Data section START

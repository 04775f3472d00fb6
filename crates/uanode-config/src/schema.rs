// SPDX-License-Identifier: PolyForm-Noncommercial-1.0.0
// Copyright (c) 2025 Sylvex. All rights reserved.

//! Configuration schema definitions for uanode.
//!
//! # Schema Structure
//!
//! ```text
//! UaNodeConfig
//! ├── server: ServerConfig
//! ├── security: SecurityConfig
//! ├── variables: VariablesConfig
//! ├── client: ClientConfig
//! └── logging: LoggingConfig
//! ```
//!
//! Every section has defaults, so an empty document is a valid
//! configuration that serves the sample device on `opc.tcp://localhost:4334/UA/MyServer`.

use std::collections::HashSet;
use std::path::PathBuf;
use std::time::Duration;

use serde::{Deserialize, Serialize};
use uanode_core::address_space::ValueRange;
use uanode_core::retry::ConnectionStrategy;
use uanode_core::types::{
    humantime_serde, SecurityMode, SecurityPair, SecurityPolicy, UserIdentity,
};

use crate::error::{ConfigError, ConfigResult};

// =============================================================================
// Constants
// =============================================================================

/// Default listening port.
pub const DEFAULT_PORT: u16 = 4334;

/// Default endpoint resource path.
pub const DEFAULT_RESOURCE_PATH: &str = "/UA/MyServer";

/// Default maximum number of concurrent sessions.
pub const DEFAULT_MAX_SESSIONS: usize = 100;

/// Default session idle timeout.
pub const DEFAULT_SESSION_TIMEOUT: Duration = Duration::from_secs(60);

/// Default interval of the idle-session sweep.
pub const DEFAULT_SWEEP_INTERVAL: Duration = Duration::from_secs(5);

/// Default simulator update interval.
pub const DEFAULT_UPDATE_INTERVAL: Duration = Duration::from_millis(1000);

Data section END

§ **Requirement**
Repeat only the stretch of lines that opens with the line containing "pub const DEFAULT_MAX_SESSIONS: usize = 100;" and closes with the final line of the entries, both included, exactly as written.

§ **Your response**
pub const DEFAULT_MAX_SESSIONS: usize = 100;

/// Default session idle timeout.
pub const DEFAULT_SESSION_TIMEOUT: Duration = Duration::from_secs(60);

/// Default interval of the idle-session sweep.
pub const DEFAULT_SWEEP_INTERVAL: Duration = Duration::from_secs(5);

/// Default simulator update interval.
pub const DEFAULT_UPDATE_INTERVAL: Duration = Duration::from_millis(1000);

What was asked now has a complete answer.